*** Opening of EXERCISE DATA ***

pub mod connection;
pub mod dispatcher;
pub mod middleware;
pub mod orchestrator;
pub mod push;
pub mod response;
pub mod server;

pub use connection::{ConnectionRecord, ConnectionRegistry, MemoryConnectionRegistry};
pub use dispatcher::{BroadcastDispatcher, PublishReport};
pub use orchestrator::{OrchestratorConfig, SessionOrchestrator};
pub use push::{DeliveryError, LocalPushEndpoint, PushEndpoint};
pub use response::{CoreResponse, SessionSnapshot};
pub use server::{spawn_sweeper, GatewayServer};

*** Close of EXERCISE DATA ***

- _TASK OBJECTIVE_
Please return the full set of records exactly as given above.

- _THE COMPLETED TASK_
pub mod connection;
pub mod dispatcher;
pub mod middleware;
pub mod orchestrator;
pub mod push;
pub mod response;
pub mod server;

pub use connection::{ConnectionRecord, ConnectionRegistry, MemoryConnectionRegistry};
pub use dispatcher::{BroadcastDispatcher, PublishReport};
pub use orchestrator::{OrchestratorConfig, SessionOrchestrator};
pub use push::{DeliveryError, LocalPushEndpoint, PushEndpoint};
pub use response::{CoreResponse, SessionSnapshot};
pub use server::{spawn_sweeper, GatewayServer};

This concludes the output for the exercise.